# Won my fight



## Damian Mavis (Mar 17, 2003)

I talked about this in the general section so will just mention it here.  I won my match last night here in Thailand.  I am very happy but I reinjured an old sprain in my foot and am limping around like mad... and I broke or sprained my middle finger on my right hand and it's swollen to bursting and hurts too much to move.  But other than that I'm great!  I'm very happy, this will be an experience I will never forget.  My opponent was pretty nasty looking too but it turned out he was much scarier to look at than to fight..... or I got really lucky.

Damian Mavis
Honour TKD


----------



## cali_tkdbruin (Mar 17, 2003)

Excellent job Mr. Mavis! Congrats, and hope you heal quickly... :asian:


----------



## arnisador (Mar 17, 2003)

Congratulations! What a thrill to win in _Thailand_!

See also this thread:
http://www.martialtalk.com/forum/showthread.php?s=&threadid=6775


----------



## tshadowchaser (Mar 17, 2003)

Excellent.
 Congradulations on your victory.  
 It must  give you great pleasure to know that you have accomplished this.  
All that training has proved its worth.
thsadowchaser:asian:


----------



## Infight (Mar 18, 2003)

Wow, winning in Thai must be amazing! Was he a local? How was the fight? Knockdown?


----------



## muayThaiPerson (Mar 18, 2003)

have a vid?post it


----------



## Damian Mavis (Mar 19, 2003)

Yes he was a local fighter.   I won by body knockout.  At least that is what people called it.  I kicked him in the ribs and he went down and couldnt get back up.
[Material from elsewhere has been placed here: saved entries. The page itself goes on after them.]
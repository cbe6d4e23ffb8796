use crate::context::{AccountsContext, UNAUTHORIZED, auth_directive};
use crate::resolvers::{DirectiveMap, Resolver, ResolverMap, resolver};
use crate::schema::{MUTATION, QUERY};
use crate::typedefs::{FieldDef, TypeDef, TypeDefs};
#[cfg(feature = "password")]
use accounts_password::{CreateUser, PasswordService, SERVICE_NAME as PASSWORD};
use accounts_server::AccountsServer;
use async_graphql::dynamic::{FieldFuture, ResolverContext};
use async_graphql::{Error, Value};
use serde::Serialize;
use serde::de::DeserializeOwned;
use std::fmt;
use std::sync::Arc;

pub const AUTH_DIRECTIVE: &str = "auth";

#[derive(Debug, Clone, Copy, Default, PartialEq, Eq)]
pub struct FragmentOptions {
    /// Emits the root types as `extend type` so the fragment can join an existing schema.
    pub extend: bool,
}

/// A partial schema: type definitions with the resolvers and directives they rely on.
#[derive(Clone, Default)]
pub struct SchemaFragment {
    pub type_defs: TypeDefs,
    pub resolvers: ResolverMap,
    pub directives: DirectiveMap,
}

impl fmt::Debug for SchemaFragment {
    fn fmt(&self, f: &mut fmt::Formatter<'_>) -> fmt::Result {
        f.debug_struct("SchemaFragment")
            .field("type_defs", &self.type_defs)
            .field("resolvers", &self.resolvers)
            .field("directives", &self.directives.keys().collect::<Vec<_>>())
            .finish()
    }
}

/// Produces schema fragments over an accounts server.
pub trait SchemaAdapter: fmt::Debug + Send + Sync {
    fn schema_fragment(&self, server: &Arc<AccountsServer>, options: FragmentOptions) -> SchemaFragment;
}

/// The accounts GraphQL API.
#[derive(Debug, Clone, Copy, Default)]
pub struct AccountsGraphql;

impl SchemaAdapter for AccountsGraphql {
    fn schema_fragment(&self, server: &Arc<AccountsServer>, options: FragmentOptions) -> SchemaFragment {
        create_schema_fragment(server, options)
    }
}

/// Type definitions, resolvers and the `@auth` directive of the accounts API.
#[must_use]
pub fn create_schema_fragment(server: &Arc<AccountsServer>, options: FragmentOptions) -> SchemaFragment {
    SchemaFragment {
        type_defs: type_defs(options),
        resolvers: resolvers(server),
        directives: DirectiveMap::from([(AUTH_DIRECTIVE.to_owned(), auth_directive())]),
    }
}

fn type_defs(options: FragmentOptions) -> TypeDefs {
    let root = |name: &str| if options.extend { TypeDef::extension(name) } else { TypeDef::object(name) };

    let mutation = root(MUTATION)
        .field(
            FieldDef::new("authenticate", "LoginResult")
                .arg("serviceName", "String!")
                .arg("params", "AuthenticateParamsInput!"),
        )
        .field(
            FieldDef::new("refreshTokens", "LoginResult")
                .arg("accessToken", "String!")
                .arg("refreshToken", "String!"),
        )
        .field(FieldDef::new("logout", "Boolean").directive(AUTH_DIRECTIVE));

    let defs = TypeDefs::new()
        .declare_directive(AUTH_DIRECTIVE)
        .with(
            TypeDef::object("Tokens")
                .field(FieldDef::new("refreshToken", "String"))
                .field(FieldDef::new("accessToken", "String")),
        )
        .with(
            TypeDef::object("LoginResult")
                .field(FieldDef::new("sessionId", "String"))
                .field(FieldDef::new("tokens", "Tokens"))
                .field(FieldDef::new("user", "User")),
        )
        .with(
            TypeDef::object("EmailRecord")
                .field(FieldDef::new("address", "String"))
                .field(FieldDef::new("verified", "Boolean")),
        )
        .with(
            TypeDef::object("User")
                .field(FieldDef::new("id", "ID!"))
                .field(FieldDef::new("emails", "[EmailRecord!]"))
                .field(FieldDef::new("username", "String"))
                .field(FieldDef::new("deactivated", "Boolean")),
        )
        .with(
            TypeDef::input("UserInput")
                .field(FieldDef::new("id", "ID"))
                .field(FieldDef::new("email", "String"))
                .field(FieldDef::new("username", "String")),
        )
        .with(
            TypeDef::input("AuthenticateParamsInput")
                .field(FieldDef::new("user", "UserInput"))
                .field(FieldDef::new("password", "String")),
        )
        .with(root(QUERY).field(FieldDef::new("getUser", "User")));

    #[cfg(feature = "password")]
    let (defs, mutation) = (
        defs.with(
            TypeDef::input("CreateUserInput")
                .field(FieldDef::new("username", "String"))
                .field(FieldDef::new("email", "String"))
                .field(FieldDef::new("password", "String!")),
        ),
        mutation
            .field(FieldDef::new("createUser", "ID").arg("user", "CreateUserInput!"))
            .field(
                FieldDef::new("changePassword", "Boolean")
                    .arg("oldPassword", "String!")
                    .arg("newPassword", "String!")
                    .directive(AUTH_DIRECTIVE),
            ),
    );

    defs.with(mutation)
}

fn resolvers(server: &Arc<AccountsServer>) -> ResolverMap {
    let map = ResolverMap::new()
        .with(QUERY, "getUser", resolver(|ctx| {
            let user = context(&ctx).user.clone();
            FieldFuture::new(async move { user.map(|u| to_value(&u)).transpose() })
        }))
        .with(MUTATION, "authenticate", with_server(server, |server, ctx| {
            FieldFuture::new(async move {
                let service = ctx.args.try_get("serviceName")?.string()?;
                let params: serde_json::Value = arg(&ctx, "params")?;
                let info = context(&ctx).connection_info();
                let login = server.login_with_service(service, params, info).await?;
                Ok(Some(to_value(&login)?))
            })
        }))
        .with(MUTATION, "refreshTokens", with_server(server, |server, ctx| {
            FieldFuture::new(async move {
                let access = ctx.args.try_get("accessToken")?.string()?;
                let refresh = ctx.args.try_get("refreshToken")?.string()?;
                let info = context(&ctx).connection_info();
                let login = server.refresh_tokens(access, refresh, info).await?;
                Ok(Some(to_value(&login)?))
            })
        }))
        .with(MUTATION, "logout", with_server(server, |server, ctx| {
            FieldFuture::new(async move {
                let token =
                    context(&ctx).auth_token.as_deref().ok_or_else(|| Error::new(UNAUTHORIZED))?;
                server.logout(token).await?;
                Ok(Some(Value::from(true)))
            })
        }));

    #[cfg(feature = "password")]
    let map = password_resolvers(map, server);

    map
}

#[cfg(feature = "password")]
fn password_resolvers(map: ResolverMap, server: &Arc<AccountsServer>) -> ResolverMap {
    map.with(MUTATION, "createUser", with_server(server, |server, ctx| {
        FieldFuture::new(async move {
            let input: CreateUser = arg(&ctx, "user")?;
            let id = password_service(&server)?.create_user(input).await?;
            Ok(Some(Value::from(id)))
        })
    }))
    .with(MUTATION, "changePassword", with_server(server, |server, ctx| {
        FieldFuture::new(async move {
            let user = context(&ctx).user.as_ref().ok_or_else(|| Error::new(UNAUTHORIZED))?;
            let old = ctx.args.try_get("oldPassword")?.string()?;
            let new = ctx.args.try_get("newPassword")?.string()?;
            password_service(&server)?.change_password(&user.id, old, new).await?;
            Ok(Some(Value::from(true)))
        })
    }))
}

/// A resolver handing `f` its own handle on the server.
fn with_server<F>(server: &Arc<AccountsServer>, f: F) -> Resolver
where
    F: for<'a> Fn(Arc<AccountsServer>, ResolverContext<'a>) -> FieldFuture<'a> + Send + Sync + 'static,
{
    let server = Arc::clone(server);
    resolver(move |ctx| f(Arc::clone(&server), ctx))
}

static ANONYMOUS: AccountsContext =
    AccountsContext { auth_token: None, user: None, user_agent: None, ip: None };

fn context<'a>(ctx: &'a ResolverContext<'_>) -> &'a AccountsContext {
    ctx.data_opt::<AccountsContext>().unwrap_or(&ANONYMOUS)
}

#[cfg(feature = "password")]
fn password_service(server: &AccountsServer) -> async_graphql::Result<&PasswordService> {
    server
        .service_as::<PasswordService>(PASSWORD)
        .ok_or_else(|| Error::new("Password service is not available"))
}

fn arg<T: DeserializeOwned>(ctx: &ResolverContext<'_>, name: &str) -> async_graphql::Result<T> {
    let json = ctx.args.try_get(name)?.as_value().clone().into_json()?;
    Ok(serde_json::from_value(json)?)
}

fn to_value<T: Serialize>(value: &T) -> async_graphql::Result<Value> {
    Ok(Value::from_json(serde_json::to_value(value)?)?)
}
I'll figure out how to get my video up once I'm back in Canada next week.

Damian Mavis
Honour TKD


----------



## Infight (Mar 21, 2003)

Cool, you taped it? That would be amazing seen a fight, within Thai arenas!


----------



## thaiboxer (Mar 25, 2003)

Congratulations. There would be no other experience quite like it.


----------